Instructions to follow:
Could you write out the whole listing exactly as it appears?

= Beginning of Section =

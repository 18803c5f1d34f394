//! Dispatcher contract tests against recording fake engines.

use std::sync::atomic::{AtomicUsize, Ordering};
use std::sync::{Arc, Mutex};

use async_trait::async_trait;
use moodline_engines::{
    Category, Dispatcher, Library, ScoreResult, SentimentEngine, SentimentError,
};
use serde_json::Map;

#[derive(Default)]
struct RecordingEngine {
    score: f64,
    seen: Mutex<Vec<String>>,
    warmups: AtomicUsize,
}

impl RecordingEngine {
    fn with_score(score: f64) -> Arc<Self> {
        Arc::new(Self {
            score,
            ..Self::default()
        })
    }

    fn seen(&self) -> Vec<String> {
        self.seen.lock().unwrap().clone()
    }
}

#[async_trait]
impl SentimentEngine for RecordingEngine {
    async fn score(&self, text: &str) -> Result<ScoreResult, SentimentError> {
        self.seen.lock().unwrap().push(text.to_string());
        Ok(ScoreResult {
            score: self.score,
            category: Category::Positive,
            details: Map::new(),
        })
    }

    async fn warm_up(&self) -> Result<(), SentimentError> {
        self.warmups.fetch_add(1, Ordering::SeqCst);
        Ok(())
    }
}

struct FailingEngine;

#[async_trait]
impl SentimentEngine for FailingEngine {
    async fn score(&self, _text: &str) -> Result<ScoreResult, SentimentError> {
        Err(SentimentError::ModelUnavailable("offline".to_string()))
    }

    async fn warm_up(&self) -> Result<(), SentimentError> {
        Err(SentimentError::ModelUnavailable("offline".to_string()))
    }
}

struct Fixture {
    lexicon: Arc<RecordingEngine>,
    polarity: Arc<RecordingEngine>,
    neural: Arc<RecordingEngine>,
    dispatcher: Dispatcher,
}

fn fixture() -> Fixture {
    let lexicon = RecordingEngine::with_score(0.1);
    let polarity = RecordingEngine::with_score(0.2);
    let neural = RecordingEngine::with_score(0.3);
    let dispatcher = Dispatcher::new(lexicon.clone(), polarity.clone(), neural.clone());
    Fixture {
        lexicon,
        polarity,
        neural,
        dispatcher,
    }
}

#[tokio::test]
async fn selector_routes_to_matching_engine() {
    let f = fixture();

    let a = f.dispatcher.analyze("hello", "vader").await.unwrap();
    let b = f.dispatcher.analyze("hello", "textblob").await.unwrap();
    let c = f.dispatcher.analyze("hello", "transformers").await.unwrap();

    assert_eq!((a.library.as_str(), a.score), ("vader", 0.1));
    assert_eq!((b.library.as_str(), b.score), ("textblob", 0.2));
    assert_eq!((c.library.as_str(), c.score), ("transformers", 0.3));
    assert_eq!(f.lexicon.seen().len(), 1);
    assert_eq!(f.polarity.seen().len(), 1);
    assert_eq!(f.neural.seen().len(), 1);
}

#[tokio::test]
async fn selector_is_case_insensitive_and_echoed_canonically() {
    let f = fixture();
    for selector in ["VADER", "Vader", "vader"] {
        let result = f.dispatcher.analyze("hello", selector).await.unwrap();
        assert_eq!(result.library, "vader");
    }
    assert_eq!(f.lexicon.seen().len(), 3);
}

#[tokio::test]
async fn engines_receive_trimmed_text() {
    let f = fixture();
    f.dispatcher
        .analyze("  \tI love this!\n ", "vader")
        .await
        .unwrap();
    assert_eq!(f.lexicon.seen(), vec!["I love this!".to_string()]);
}

#[tokio::test]
async fn blank_text_never_reaches_an_engine() {
    let f = fixture();
    for text in ["", "   ", "\n\t"] {
        let err = f.dispatcher.analyze(text, "vader").await.unwrap_err();
        assert!(matches!(err, SentimentError::EmptyInput), "{text:?}");
    }
    assert!(f.lexicon.seen().is_empty());
}

#[tokio::test]
async fn empty_text_wins_over_bad_selector() {
    let f = fixture();
    let err = f.dispatcher.analyze("  ", "foo").await.unwrap_err();
    assert!(matches!(err, SentimentError::EmptyInput));
}

#[tokio::test]
async fn unknown_selector_is_rejected() {
    let f = fixture();
    let err = f.dispatcher.analyze("hello", "foo").await.unwrap_err();
    assert!(matches!(err, SentimentError::UnknownLibrary(ref s) if s == "foo"));
    assert!(err.is_client_error());
    assert!(f.lexicon.seen().is_empty());
    assert!(f.polarity.seen().is_empty());
    assert!(f.neural.seen().is_empty());
}

#[tokio::test]
async fn analyze_with_also_rejects_blank_text() {
    let f = fixture();
    let err = f
        .dispatcher
        .analyze_with(Library::Neural, " ")
        .await
        .unwrap_err();
    assert!(matches!(err, SentimentError::EmptyInput));
    assert!(f.neural.seen().is_empty());
}

#[tokio::test]
async fn engine_failure_propagates_unchanged() {
    let ok = RecordingEngine::with_score(0.0);
    let dispatcher = Dispatcher::new(ok.clone(), ok, Arc::new(FailingEngine));

    let err = dispatcher
        .analyze("hello", "transformers")
        .await
        .unwrap_err();
    assert!(matches!(err, SentimentError::ModelUnavailable(_)));
    assert!(!err.is_client_error());
}

#[tokio::test]
async fn warm_up_visits_every_engine() {
    let f = fixture();
    f.dispatcher.warm_up().await.unwrap();
    assert_eq!(f.lexicon.warmups.load(Ordering::SeqCst), 1);
    assert_eq!(f.polarity.warmups.load(Ordering::SeqCst), 1);
    assert_eq!(f.neural.warmups.load(Ordering::SeqCst), 1);
}

#[tokio::test]
async fn warm_up_reports_engine_failure() {
    let ok = RecordingEngine::with_score(0.0);
    let dispatcher = Dispatcher::new(ok.clone(), ok, Arc::new(FailingEngine));
    assert!(dispatcher.warm_up().await.is_err());
}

= End of Section =

Output of the task:
repository 18803c5f1d34f394
//! Dispatcher contract tests against recording fake engines.

use std::sync::atomic::{AtomicUsize, Ordering};
use std::sync::{Arc, Mutex};

use async_trait::async_trait;
use moodline_engines::{
    Category, Dispatcher, Library, ScoreResult, SentimentEngine, SentimentError,
};
use serde_json::Map;

#[derive(Default)]
struct RecordingEngine {
    score: f64,
    seen: Mutex<Vec<String>>,
    warmups: AtomicUsize,
}

impl RecordingEngine {
    fn with_score(score: f64) -> Arc<Self> {
        Arc::new(Self {
            score,
            ..Self::default()
        })
    }

    fn seen(&self) -> Vec<String> {
        self.seen.lock().unwrap().clone()
    }
}

#[async_trait]
impl SentimentEngine for RecordingEngine {
    async fn score(&self, text: &str) -> Result<ScoreResult, SentimentError> {
        self.seen.lock().unwrap().push(text.to_string());
        Ok(ScoreResult {
            score: self.score,
            category: Category::Positive,
            details: Map::new(),
        })
    }

    async fn warm_up(&self) -> Result<(), SentimentError> {
        self.warmups.fetch_add(1, Ordering::SeqCst);
        Ok(())
    }
}

struct FailingEngine;

#[async_trait]
impl SentimentEngine for FailingEngine {
    async fn score(&self, _text: &str) -> Result<ScoreResult, SentimentError> {
        Err(SentimentError::ModelUnavailable("offline".to_string()))
    }

    async fn warm_up(&self) -> Result<(), SentimentError> {
        Err(SentimentError::ModelUnavailable("offline".to_string()))
    }
}

struct Fixture {
    lexicon: Arc<RecordingEngine>,
    polarity: Arc<RecordingEngine>,
    neural: Arc<RecordingEngine>,
    dispatcher: Dispatcher,
}

fn fixture() -> Fixture {
    let lexicon = RecordingEngine::with_score(0.1);
    let polarity = RecordingEngine::with_score(0.2);
    let neural = RecordingEngine::with_score(0.3);
    let dispatcher = Dispatcher::new(lexicon.clone(), polarity.clone(), neural.clone());
    Fixture {
        lexicon,
        polarity,
        neural,
        dispatcher,
    }
}

#[tokio::test]
async fn selector_routes_to_matching_engine() {
    let f = fixture();

    let a = f.dispatcher.analyze("hello", "vader").await.unwrap();
    let b = f.dispatcher.analyze("hello", "textblob").await.unwrap();
    let c = f.dispatcher.analyze("hello", "transformers").await.unwrap();

    assert_eq!((a.library.as_str(), a.score), ("vader", 0.1));
    assert_eq!((b.library.as_str(), b.score), ("textblob", 0.2));
    assert_eq!((c.library.as_str(), c.score), ("transformers", 0.3));
    assert_eq!(f.lexicon.seen().len(), 1);
    assert_eq!(f.polarity.seen().len(), 1);
    assert_eq!(f.neural.seen().len(), 1);
}

#[tokio::test]
async fn selector_is_case_insensitive_and_echoed_canonically() {
    let f = fixture();
    for selector in ["VADER", "Vader", "vader"] {
        let result = f.dispatcher.analyze("hello", selector).await.unwrap();
        assert_eq!(result.library, "vader");
    }
    assert_eq!(f.lexicon.seen().len(), 3);
}

#[tokio::test]
async fn engines_receive_trimmed_text() {
    let f = fixture();
    f.dispatcher
        .analyze("  \tI love this!\n ", "vader")
        .await
        .unwrap();
    assert_eq!(f.lexicon.seen(), vec!["I love this!".to_string()]);
}

#[tokio::test]
async fn blank_text_never_reaches_an_engine() {
    let f = fixture();
    for text in ["", "   ", "\n\t"] {
        let err = f.dispatcher.analyze(text, "vader").await.unwrap_err();
        assert!(matches!(err, SentimentError::EmptyInput), "{text:?}");
    }
    assert!(f.lexicon.seen().is_empty());
}

#[tokio::test]
async fn empty_text_wins_over_bad_selector() {
    let f = fixture();
    let err = f.dispatcher.analyze("  ", "foo").await.unwrap_err();
    assert!(matches!(err, SentimentError::EmptyInput));
}

#[tokio::test]
async fn unknown_selector_is_rejected() {
    let f = fixture();
    let err = f.dispatcher.analyze("hello", "foo").await.unwrap_err();
    assert!(matches!(err, SentimentError::UnknownLibrary(ref s) if s == "foo"));
    assert!(err.is_client_error());
    assert!(f.lexicon.seen().is_empty());
    assert!(f.polarity.seen().is_empty());
    assert!(f.neural.seen().is_empty());
}

#[tokio::test]
async fn analyze_with_also_rejects_blank_text() {
    let f = fixture();
    let err = f
        .dispatcher
        .analyze_with(Library::Neural, " ")
        .await
        .unwrap_err();
    assert!(matches!(err, SentimentError::EmptyInput));
    assert!(f.neural.seen().is_empty());
}

#[tokio::test]
async fn engine_failure_propagates_unchanged() {
    let ok = RecordingEngine::with_score(0.0);
    let dispatcher = Dispatcher::new(ok.clone(), ok, Arc::new(FailingEngine));

    let err = dispatcher
        .analyze("hello", "transformers")
        .await
        .unwrap_err();
    assert!(matches!(err, SentimentError::ModelUnavailable(_)));
    assert!(!err.is_client_error());
}

#[tokio::test]
async fn warm_up_visits_every_engine() {
    let f = fixture();
    f.dispatcher.warm_up().await.unwrap();
    assert_eq!(f.lexicon.warmups.load(Ordering::SeqCst), 1);
    assert_eq!(f.polarity.warmups.load(Ordering::SeqCst), 1);
    assert_eq!(f.neural.warmups.load(Ordering::SeqCst), 1);
}

#[tokio::test]
async fn warm_up_reports_engine_failure() {
    let ok = RecordingEngine::with_score(0.0);
    let dispatcher = Dispatcher::new(ok.clone(), ok, Arc::new(FailingEngine));
    assert!(dispatcher.warm_up().await.is_err());
}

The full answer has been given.